25 heating medium return

33 labyrinth seal

33a labyrinthine passage

35 Rotor mount

34 rotor shaft

36 deepening

37 advantage

38 base plate

39 wave guide

40 hole

41 skating strip

42 opening

M engine

Claims

claims

1. Apparatus for producing a fine-grained fuel, in particular from solid, pasty or aqueous energy by drying and comminution, comprising

A baffle reactor with a rotor and baffle elements,

A labyrinth seal in the area of the rotor shaft of the impact reactor,

A hot-drying gas supply device through the labyrinth seal into the impact reactor,

• at least one further hot gas feed device in the

Bottom area of the impact reactor,

A feed device for solid or pasty energy raw materials in the head region of the impact reactor,

• at least one extractor for shredded and dried

Energy raw material containing gas stream, and

• a separation and extraction device for shredded and dried

Energierohstoff particle from the withdrawn from the impingement reactor gas stream.

2. Apparatus according to claim 1, characterized in that Abweiseradsichter be provided as a take-off device for crushed and dried energy commodity particles.

3. A device according to claim 1, characterized in that are provided as a take-off device for shredded and dried energy raw material side screens.

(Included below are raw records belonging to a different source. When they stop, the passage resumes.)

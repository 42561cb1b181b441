#![forbid(unsafe_code)]

use crate::error::Error;
use crate::observation::{
    ApproveAll, BoundedEventQueue, EntryKind, EventSink, EventSource, FileEvent, FileEventKind,
    PathApproval, PrefixApproval,
};
use crate::scan::{ScanListener, ScanResult, Scanner};
use crate::worker::{StopSignal, Worker};
use std::path::{Path, PathBuf};
use std::sync::atomic::{AtomicBool, Ordering};
use std::sync::{Arc, Mutex, MutexGuard};
use std::time::Duration;
use tracing::{debug, error, info, trace, warn};

/// Lets an outside component hold back scanning without stopping the
/// router. Events keep being queued while the gate is closed.
pub trait ScanGate: Send + Sync {
    fn is_open(&self) -> bool;
}

#[derive(Debug, Clone, Copy, PartialEq, Eq)]
pub struct RouterSettings {
    /// Most paths taken off the queue per drain.
    pub batch_size: usize,
    /// Sleep when the queue is empty or the gate is closed, and back-off
    /// after a failed scan.
    pub idle_sleep: Duration,
    /// Consecutive scan failures tolerated before the worker gives up.
    pub max_errors: u32,
}

impl Default for RouterSettings {
    fn default() -> Self {
        Self {
            batch_size: 200,
            idle_sleep: Duration::from_secs(2),
            max_errors: 1000,
        }
    }
}

impl RouterSettings {
    pub fn from_config(config: &config::Watch) -> Self {
        Self {
            batch_size: config.batch_size.max(1),
            idle_sleep: config.idle_sleep,
            max_errors: config.max_errors,
        }
    }
}

type Listeners = Arc<Mutex<Vec<Arc<dyn ScanListener>>>>;

fn lock<T>(mutex: &Mutex<T>) -> MutexGuard<'_, T> {
    match mutex.lock() {
        Ok(guard) => guard,
        Err(poisoned) => poisoned.into_inner(),
    }
}

/// Front half of the router: turns file events into queue operations.
struct Intake {
    queue: Arc<BoundedEventQueue>,
    approval: Box<dyn PathApproval>,
}

impl EventSink for Intake {
    fn on_event(&self, event: &FileEvent) {
        match (event.entry, event.kind) {
            (_, FileEventKind::Overflow) => {
                debug!(root = %event.path.display(), "event source overflowed");
            }
            (EntryKind::Directory, _) => {}
            (EntryKind::File, FileEventKind::Created | FileEventKind::Modified) => {
                if self.approval.approve(&event.path) {
                    self.queue.push(event.path.clone());
                } else {
                    trace!(path = %event.path.display(), "not approved");
                }
            }
            (EntryKind::File, FileEventKind::Deleted) => {
                if self.queue.remove(&event.path) {
                    trace!(path = %event.path.display(), "pending scan cancelled");
                }
            }
        }
    }

    fn on_error(&self, path: Option<&Path>, err: &Error) {
        warn!(path = ?path, %err, "event source error");
    }

    fn on_terminate(&self, root: &Path) {
        warn!(root = %root.display(), "event source terminated");
    }
}

/// Back half of the router: everything the worker thread needs.
#[derive(Clone)]
struct Drain {
    queue: Arc<BoundedEventQueue>,
    scanner: Arc<dyn Scanner>,
    listeners: Listeners,
    gate: Option<Arc<dyn ScanGate>>,
    settings: RouterSettings,
}

impl Drain {
    fn gate_open(&self) -> bool {
        self.gate.as_ref().is_none_or(|gate| gate.is_open())
    }

    fn run(&self, stop: &StopSignal) {
        let mut errors = 0u32;
        while !stop.is_stopped() {
            if !self.gate_open() {
                trace!("scan gate closed");
                stop.wait(self.settings.idle_sleep);
                continue;
            }

            let batch = self.queue.pop_batch(self.settings.batch_size, true);
            if batch.is_empty() {
                stop.wait(self.settings.idle_sleep);
                continue;
            }
            trace!(len = batch.len(), "draining batch");

            let mut pending = batch.into_iter();
            while let Some(path) = pending.next() {
                match self.scanner.scan(&path) {
                    Ok(result) => {
                        errors = 0;
                        self.dispatch(&path, &result);
                    }
                    Err(err) => {
                        errors += 1;
                        warn!(path = %path.display(), %err, errors, "scan failed");
                        if errors > self.settings.max_errors {
                            error!(errors, "too many consecutive scan failures, worker stopping");
                            self.requeue(pending);
                            return;
                        }
                        stop.wait(self.settings.idle_sleep);
                    }
                }
                if stop.is_stopped() {
                    self.requeue(pending);
                    break;
                }
            }
        }
    }

    /// Hand unscanned paths back so a restart picks them up.
    fn requeue(&self, pending: impl Iterator<Item = PathBuf>) {
        for path in pending {
            self.queue.push(path);
        }
    }

    fn dispatch(&self, path: &Path, result: &ScanResult) {
        if !result.is_ok() {
            info!(path = %path.display(), viruses = ?result.viruses(), "infection found");
        }
        let listeners = lock(&self.listeners).clone();
        for listener in listeners {
            if let Err(err) = listener.on_scan(result) {
                warn!(path = %path.display(), %err, "scan listener failed");
            }
        }
    }
}

/// Feeds file events from one or more sources into a [`BoundedEventQueue`]
/// and scans the queued paths on a dedicated worker thread.
pub struct EventRouter {
    intake: Arc<Intake>,
    drain: Drain,
    sources: Vec<Box<dyn EventSource>>,
    subscribed: AtomicBool,
    running: AtomicBool,
    worker: Mutex<Option<Worker>>,
}

impl EventRouter {
    pub fn new(queue: Arc<BoundedEventQueue>, scanner: Arc<dyn Scanner>) -> Self {
        Self {
            intake: Arc::new(Intake {
                queue: Arc::clone(&queue),
                approval: Box::new(ApproveAll),
            }),
            drain: Drain {
                queue,
                scanner,
                listeners: Arc::default(),
                gate: None,
                settings: RouterSettings::default(),
            },
            sources: Vec::new(),
            subscribed: AtomicBool::new(false),
            running: AtomicBool::new(false),
            worker: Mutex::new(None),
        }
    }

    /// Router over `config.watch`: one recursive-or-not [`NotifySource`]
    /// per root and a [`PrefixApproval`] built from `include`.
    ///
    /// [`NotifySource`]: crate::observation::NotifySource
    pub fn from_config(config: &config::Watch, scanner: Arc<dyn Scanner>) -> Self {
        let queue = Arc::new(BoundedEventQueue::from_config(config));
        let mut router = Self::new(queue, scanner)
            .with_settings(RouterSettings::from_config(config))
            .with_approval(PrefixApproval::from_paths(&config.include));
        for root in &config.roots {
            router = router.with_source(Box::new(crate::observation::NotifySource::new(
                root.clone(),
                config.recursive,
            )));
        }
        router
    }

    pub fn with_approval(mut self, approval: impl PathApproval + 'static) -> Self {
        self.intake = Arc::new(Intake {
            queue: Arc::clone(&self.drain.queue),
            approval: Box::new(approval),
        });
        self
    }

    pub fn with_gate(mut self, gate: Arc<dyn ScanGate>) -> Self {
        self.drain.gate = Some(gate);
        self
    }

    pub fn with_settings(mut self, settings: RouterSettings) -> Self {
        self.drain.settings = settings;
        self
    }

    pub fn with_source(mut self, source: Box<dyn EventSource>) -> Self {
        self.sources.push(source);
        self
    }

    pub fn add_listener(&self, listener: impl ScanListener + 'static) {
        lock(&self.drain.listeners).push(Arc::new(listener));
    }

    pub fn queue(&self) -> &Arc<BoundedEventQueue> {
        &self.drain.queue
    }

    pub fn settings(&self) -> RouterSettings {
        self.drain.settings
    }

    /// Route one event as if a source had delivered it.
    pub fn handle_event(&self, event: &FileEvent) {
        self.intake.on_event(event);
    }

    /// Whether the worker is alive. Turns false after [`close`](Self::close)
    /// or once the worker gave up on repeated failures.
    pub fn is_running(&self) -> bool {
        self.running.load(Ordering::SeqCst)
            && lock(&self.worker)
                .as_ref()
                .is_some_and(|worker| !worker.is_finished())
    }

    /// Start the sources and the worker. Starting a running router does
    /// nothing. A source that fails to start is reported after the others
    /// are stopped again.
    pub fn start(&self) -> Result<(), Error> {
        if self
            .running
            .compare_exchange(false, true, Ordering::SeqCst, Ordering::SeqCst)
            .is_err()
        {
            debug!("event router already running");
            return Ok(());
        }

        if !self.subscribed.swap(true, Ordering::SeqCst) {
            for source in &self.sources {
                source.subscribe(Arc::clone(&self.intake) as Arc<dyn EventSink>);
            }
        }

        let drain = self.drain.clone();
        let worker = Worker::spawn("event-router", move |stop| drain.run(&stop));
        let worker = match worker {
            Ok(worker) => worker,
            Err(err) => {
                self.running.store(false, Ordering::SeqCst);
                return Err(err);
            }
        };
        *lock(&self.worker) = Some(worker);

        for source in &self.sources {
            if let Err(err) = source.start() {
                error!(root = %source.root().display(), %err, "failed to start event source");
                self.close();
                return Err(err);
            }
        }
        info!(sources = self.sources.len(), "event router started");
        Ok(())
    }

    /// Stop the sources and join the worker. Safe to call repeatedly.
    pub fn close(&self) {
        if self
            .running
            .compare_exchange(true, false, Ordering::SeqCst, Ordering::SeqCst)
            .is_err()
        {
            return;
        }
        for source in &self.sources {
            source.close();
        }
        if let Some(worker) = lock(&self.worker).take() {
            worker.stop();
        }
        info!(pending = self.drain.queue.len(), "event router stopped");
    }
}

impl Drop for EventRouter {
    fn drop(&mut self) {
        self.close();
    }
}

impl std::fmt::Debug for EventRouter {
    fn fmt(&self, f: &mut std::fmt::Formatter<'_>) -> std::fmt::Result {
        f.debug_struct("EventRouter")
            .field("queue", &self.drain.queue)
            .field("settings", &self.drain.settings)
            .field("sources", &self.sources.len())
            .field("running", &self.running.load(Ordering::SeqCst))
            .finish_non_exhaustive()
    }
}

4. Apparatus according to claim 1, characterized in that as

Hot-dry gas supply means are provided in the bottom area of the impingement reactor with holes distributed over the circumference.

5. Apparatus according to claim 4, characterized in that the bores are performed inclined in the radial direction.

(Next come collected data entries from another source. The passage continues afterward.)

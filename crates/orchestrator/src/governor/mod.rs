#![forbid(unsafe_code)]

mod controller;
mod limiter;
mod target;
mod updater;

pub use controller::{
    DEFAULT_MIN_LIMIT, LastAppliedLimit, LimitChange, LimitListener, ProcessLimitController,
    UNLIMITED,
};
pub use limiter::{CpulimitLimiter, ProcessLimiter};
pub use target::{PidSupplier, ProcessProbe, ProcfsProbe, TargetProcess};
pub use updater::{MIN_UPDATE_PERIOD, ScheduledLimitUpdater};
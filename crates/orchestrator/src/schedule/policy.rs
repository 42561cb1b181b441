#![forbid(unsafe_code)]

use crate::error::{BoxError, Error};
use crate::schedule::TimeProfile;
use chrono::{Datelike, NaiveDateTime};
use std::fmt;
use std::sync::Arc;

pub type LimitFn = dyn Fn(NaiveDateTime) -> Result<i64, BoxError> + Send + Sync;

/// Decides which CPU limit applies at a given moment.
#[derive(Clone)]
pub enum LimitPolicy {
    /// The same profile every day.
    Daily(TimeProfile),
    /// One profile per weekday, Monday first.
    Weekly(Box<[TimeProfile; 7]>),
    /// Arbitrary function of the local time.
    Custom(Arc<LimitFn>),
}

impl LimitPolicy {
    pub fn daily(profile: TimeProfile) -> Self {
        Self::Daily(profile)
    }

    pub fn weekly(profiles: Vec<TimeProfile>) -> Result<Self, Error> {
        let count = profiles.len();
        let days: [TimeProfile; 7] = profiles
            .try_into()
            .map_err(|_| Error::WeekdayCount(count))?;
        Ok(Self::Weekly(Box::new(days)))
    }

    pub fn custom<F>(f: F) -> Self
    where
        F: Fn(NaiveDateTime) -> Result<i64, BoxError> + Send + Sync + 'static,
    {
        Self::Custom(Arc::new(f))
    }

    /// Build the policy described by the governor section of the config.
    /// A weekly table takes precedence over the daily profile.
    pub fn from_config(config: &config::Governor) -> Result<Self, Error> {
        const DAY_NAMES: [&str; 7] = [
            "monday",
            "tuesday",
            "wednesday",
            "thursday",
            "friday",
            "saturday",
            "sunday",
        ];
        match &config.weekly {
            Some(weekly) => {
                let profiles = DAY_NAMES
                    .iter()
                    .zip(weekly.days())
                    .map(|(name, spec)| TimeProfile::parse(*name, spec))
                    .collect::<Result<Vec<_>, _>>()?;
                Self::weekly(profiles)
            }
            None => Ok(Self::daily(TimeProfile::parse("daily", &config.profile)?)),
        }
    }

    /// Limit that applies at `at`, never negative. Failures of a custom
    /// function are returned as-is.
    pub fn compute_limit(&self, at: NaiveDateTime) -> Result<u32, Error> {
        match self {
            Self::Daily(profile) => Ok(profile.limit_for(at.time())),
            Self::Weekly(days) => {
                let day = at.weekday().num_days_from_monday() as usize;
                Ok(days[day].limit_for(at.time()))
            }
            Self::Custom(f) => {
                let raw = f(at).map_err(Error::PolicyFunction)?;
                Ok(raw.clamp(0, i64::from(u32::MAX)) as u32)
            }
        }
    }
}

impl fmt::Debug for LimitPolicy {
    fn fmt(&self, f: &mut fmt::Formatter<'_>) -> fmt::Result {
        match self {
            Self::Daily(profile) => f.debug_tuple("Daily").field(&profile.to_string()).finish(),
            Self::Weekly(days) => f
                .debug_tuple("Weekly")
                .field(&days.iter().map(ToString::to_string).collect::<Vec<_>>())
                .finish(),
            Self::Custom(_) => f.write_str("Custom(..)"),
        }
    }
}

#[cfg(test)]
mod tests {
    use super::*;
    use chrono::{NaiveDate, Weekday};

    fn at(y: i32, mo: u32, d: u32, h: u32, mi: u32) -> NaiveDateTime {
        NaiveDate::from_ymd_opt(y, mo, d)
            .unwrap()
            .and_hms_opt(h, mi, 0)
            .unwrap()
    }

    #[test]
    fn daily_profile_applies_every_day() {
        let profile = TimeProfile::parse(
            "daily",
            "00:00-05:59@100%,06:00-08:59@50%,09:00-17:59@0%,18:00-21:59@50%,22:00-23:59@100%",
        )
        .unwrap();
        let policy = LimitPolicy::daily(profile);

        for day in 1..=7 {
            assert_eq!(policy.compute_limit(at(2024, 1, day, 7, 30)).unwrap(), 50);
            assert_eq!(policy.compute_limit(at(2024, 1, day, 12, 35)).unwrap(), 0);
            assert_eq!(policy.compute_limit(at(2024, 1, day, 23, 51)).unwrap(), 100);
        }
    }

    #[test]
    fn weekly_profile_picks_the_weekday() {
        let weekday = TimeProfile::parse("weekday", "00:00-23:59 @ 30%").unwrap();
        let weekend = TimeProfile::parse("weekend", "00:00-23:59 @ 90%").unwrap();
        let mut days = vec![weekday; 5];
        days.extend([weekend.clone(), weekend]);
        let policy = LimitPolicy::weekly(days).unwrap();

        let tuesday = at(2024, 1, 2, 10, 0);
        let saturday = at(2024, 1, 6, 10, 0);
        assert_eq!(tuesday.weekday(), Weekday::Tue);
        assert_eq!(saturday.weekday(), Weekday::Sat);

        assert_eq!(policy.compute_limit(tuesday).unwrap(), 30);
        assert_eq!(policy.compute_limit(saturday).unwrap(), 90);
    }

    #[test]
    fn weekly_needs_seven_days() {
        let profile = TimeProfile::parse("p", "00:00-23:59 @ 30%").unwrap();
        let err = LimitPolicy::weekly(vec![profile; 6]).unwrap_err();
        assert!(matches!(err, Error::WeekdayCount(6)));
    }

    #[test]
    fn custom_result_is_clamped() {
        let policy = LimitPolicy::custom(|_| Ok(-40));
        assert_eq!(policy.compute_limit(at(2024, 1, 1, 0, 0)).unwrap(), 0);

        let policy = LimitPolicy::custom(|_| Ok(75));
        assert_eq!(policy.compute_limit(at(2024, 1, 1, 0, 0)).unwrap(), 75);
    }

    #[test]
    fn custom_failure_propagates() {
        let policy = LimitPolicy::custom(|_| Err("backend unavailable".into()));
        let err = policy.compute_limit(at(2024, 1, 1, 0, 0)).unwrap_err();
        assert!(matches!(err, Error::PolicyFunction(_)));
        assert!(err.to_string().contains("backend unavailable"));
    }

    #[test]
    fn config_weekly_takes_precedence() {
        let mut governor = config::Governor {
            profile: "00:00-23:59 @ 10%".to_owned(),
            ..Default::default()
        };
        let daily = LimitPolicy::from_config(&governor).unwrap();
        assert_eq!(daily.compute_limit(at(2024, 1, 6, 12, 0)).unwrap(), 10);

        let work = "00:00-23:59 @ 40%".to_owned();
        let rest = "00:00-23:59 @ 80%".to_owned();
        governor.weekly = Some(config::WeeklyProfiles {
            monday: work.clone(),
            tuesday: work.clone(),
            wednesday: work.clone(),
            thursday: work.clone(),
            friday: work,
            saturday: rest.clone(),
            sunday: rest,
        });
        let weekly = LimitPolicy::from_config(&governor).unwrap();
        assert_eq!(weekly.compute_limit(at(2024, 1, 6, 12, 0)).unwrap(), 80);
        assert_eq!(weekly.compute_limit(at(2024, 1, 5, 12, 0)).unwrap(), 40);
    }

    #[test]
    fn config_with_bad_profile_fails() {
        let governor = config::Governor {
            profile: "whenever".to_owned(),
            ..Default::default()
        };
        assert!(matches!(
            LimitPolicy::from_config(&governor),
            Err(Error::ProfileFormat { .. })
        ));
    }
}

6. Apparatus according to claim 5, characterized in that the bores

are aligned tangentially to the direction of rotation of the baffles.

7. Apparatus according to claim 1, characterized in that as

Hot-dry gas supply means are provided in the bottom area of the impingement reactor over the periphery distributed slot-shaped openings.

8. Apparatus according to claim 7, characterized in that the slots a

have radial inclination.

9. Device according to one of claims 7 or 8, characterized in that the slots are formed by overlapping mounting of floor panels.

10. Device according to one of claims 1 to 9, characterized by a

Circulation circuit with a gas circulation, having in addition

• at least one additional firing,

At least one pressure-increasing device in the recycle gas stream,

At least one diluent gas addition device into the recycle gas stream,

• at least one device for coupling the flue gas from the

Additional firing obtained waste heat in the recycle gas stream.

11. A process for producing a fine-grained fuel from solid, pasty or aqueous energy raw materials by drying and impact crushing using a baffle reactor with a rotor and baffles according to claim 1, wherein

The energy raw materials are supplied to the impact reactor in the head region of the impact reactor,

• the energy resources in the impact reactor are crushed and dried, and

• comminuted and dried energy raw material particles in a containing them

Gas stream are guided out of the impingement reactor in a particle separator.

12. The method according to claim 11, characterized in that at least a portion of the drying gas together with the energy raw materials by the

Feeder is guided into the reactor.

13. The method according to claim 12, characterized in that the

Supply device for the energy resources is heated indirectly in the reactor. Method according to one of claims 11 to 13, characterized in that a circulation operation is provided, wherein

At least one additional firing, wherein the energy of the flue gas obtained is used directly or indirectly for heating the cycle gas stream,

Adding to the cycle gas stream a diluent gas, which may be an inert gas such as nitrogen or carbon dioxide, or may be a gas with reduced oxygen content, or may be air, or a mixture of said gases.

• the pressure loss in the recycle gas flow is compensated, and

• the heated circulation stream is returned to the baffle reactor.